Motherhood is a powerful time in a woman’s life when ideas around identity are often put into question. For a closeted bisexual mom living in a straight marriage, the whole identity erasure can be even more daunting. In this anonymous interview (we have changed the name to protect her identity), Katia tells us all about her experience and internal battle as a bisexual mom wanting to come out to her little girl.
As a closeted bisexual mom married to a man, I battled with the idea of coming out to our daughter since the day she was born. I often struggled with sharing my identity and to this day only a very small number of people actually know about my sexual orientation: my husband and a few trusted friends.
Growing up, there was never a doubt in my mind about the fact that I like both boys and girls, but it was certainly something that was not up for discussion in my lovely yet very closed-minded family. Despite living at a time when LGBTQ+ rights has been making incredible progress towards acceptance and equality, I have chosen, over and over again, to recede further back into my little closet out of fear of being misunderstood or rejected.
Now that my little girl is growing up and following all the recent world events, I have decided it is now time for me to start thinking about sharing my story. In our house, I have always insisted on teaching our daughter about the world’s diversity. We read books, we watch shows, we talk about different types of relationships, cultures, and food. We cover topics from sexuality and gender to race and culture. So as you can imagine, I feel like a fraud keeping my identity hidden so far back in the closet that I could be in Narnia.
I certainly do not want her growing up with the same fear I had and coming out would provide her with an open-minded understanding of the world around her and encourage honest communication. It would also help her to understand that love is love, no matter the gender or sexuality. On a more personal note, it will be a step in the right direction in combating a common misunderstanding of bisexuality and help my kiddo understand that bisexuality is not an abstract concept but an identity.
Of course, coming out to my daughter will also mean coming out to the rest of the family and friends which would mean facing the possibility of judgment and rejection. Am I truly ready for that? I battle with that fear every single day.

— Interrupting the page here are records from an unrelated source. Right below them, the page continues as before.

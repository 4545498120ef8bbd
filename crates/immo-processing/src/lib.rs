//! Property Listings Cleaning Library
//!
//! Turns a raw scrape of Belgian property listings into a deduplicated,
//! type-consistent table ready for analysis, built with Rust and Polars.
//!
//! # Overview
//!
//! The pipeline runs five stages in order:
//!
//! - **Loading**: CSV, TSV, JSON, Parquet, spreadsheets and XML, picked by extension
//! - **Deduplication**: listings of the same property collapse into one row
//!   carrying a merge count and every distinct source URL
//! - **Error Correction**: price and postal code repair, locality
//!   canonicalization, gap filling, flag coercion and room count inference
//! - **Normalization**: ordinal code columns for condition, EPC, heating,
//!   flood zone and kitchen
//! - **Export**: CSV with a header row
//!
//! Unreadable input or a missing key column never panics: the affected stage
//! logs the problem and the run continues with an empty table. Only invalid
//! configuration and failed writes are returned as errors.
//!
//! # Quick Start
//!
//! ```rust,ignore
//! use immo_processing::{CleaningConfig, Pipeline};
//!
//! let config = CleaningConfig::builder()
//!     .input_path("data/properties.csv")
//!     .output_path("data/cleaned_properties.csv")
//!     .build()?;
//!
//! let result = Pipeline::builder().config(config).build()?.run()?;
//!
//! println!(
//!     "{} listings -> {} properties",
//!     result.summary.rows_loaded, result.summary.rows_after
//! );
//! ```
//!
//! Each stage is also usable on its own:
//!
//! ```rust,ignore
//! use immo_processing::{Deduplicator, ErrorCorrector, Loader, Normalizer};
//!
//! let df = Loader::load("data/properties.csv");
//! let df = Deduplicator::default().deduplicate(&df);
//! let df = ErrorCorrector::default().correct(df);
//! let df = Normalizer::default().normalize(df);
//! ```
//!
//! # Progress Reporting
//!
//! ```rust,ignore
//! let result = Pipeline::builder()
//!     .on_progress(|update| {
//!         println!("[{:?}] {}", update.stage, update.message);
//!     })
//!     .build()?
//!     .process(df)?;
//! ```

pub mod cleaner;
pub mod config;
pub mod error;
pub mod imputers;
pub mod loader;
pub mod normalizer;
pub mod pipeline;
pub mod quality;
pub mod reporting;
pub mod types;
pub mod utils;

// Re-exports for convenient access
pub use cleaner::{Deduplicator, ErrorCorrector, MERGED_COUNT_COLUMN, MISSING_VALUE};
pub use config::{
    CleaningConfig, CleaningConfigBuilder, ColumnNames, ConfigValidationError, PostcodePolicy,
    ProjectListingPolicy,
};
pub use error::{CleaningError, Result as CleaningResult, ResultExt};
pub use imputers::{GroupModeImputer, NOT_RECORDED, StatisticalImputer};
pub use loader::{FileFormat, Loader};
pub use normalizer::{CodeTable, NormalizationTables, Normalizer, Region};
pub use pipeline::{CleaningStage, Pipeline, PipelineBuilder, ProgressReporter, ProgressUpdate};
pub use quality::{ColumnQuality, DataQualityAnalyzer};
pub use reporting::{CleaningReport, ExportOutcome, Exporter};
pub use types::{PipelineResult, PipelineSummary};
pub use utils::{is_numeric_dtype, parse_boolean_like, parse_numeric_string};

Adding to my personal struggles, there is also the fact that coming out for bisexuals can be an exhausting and constant process. You see, when you are in a relationship with someone of the same sex, people simply label you as gay or lesbian. When you are in a relationship with someone of the opposite sex, then you must obviously be straight.
When you are surrounded by people who do not really know you, you only really have two options: stay quiet and let people assume you are either one or the other, or the uncomfortable constant coming out and correcting people about their assumption. Neither one of these options is particularly pleasant or something I am actually looking forward to.
Moreover, there is the stigma bisexuals carry from the LGBTQ+ community itself. For straight people, we are often labeled as confused, opportunistic, and unable to make a commitment. Inside the LGBTQ+ community, we are often seen as privileged as we are able to avoid discrimination by simply entering into a straight relationship. This is why bisexuals are six times more likely to remain in the closet compared to gays and lesbians.
Biphobia and bi-erasure are real, and whether people like to admit it or not, there is major stigma and prejudice towards the bisexual and other sexually fluid communities. We are often seen as unfaithful as we like more than one gender or as an experimental phase until we settle on either being straight or gay or lesbian. This fear of being judged and rejected by our partners because of these stereotypes, ingrained into our society, is real and one of the reasons why bisexuals have a much lower coming out rate than gays and lesbians.
While I’m yearning to share my truth with my little girl, this double stigma continues to paralyze me. It feels like watching the kids go outside and play while I sit by my bedroom window.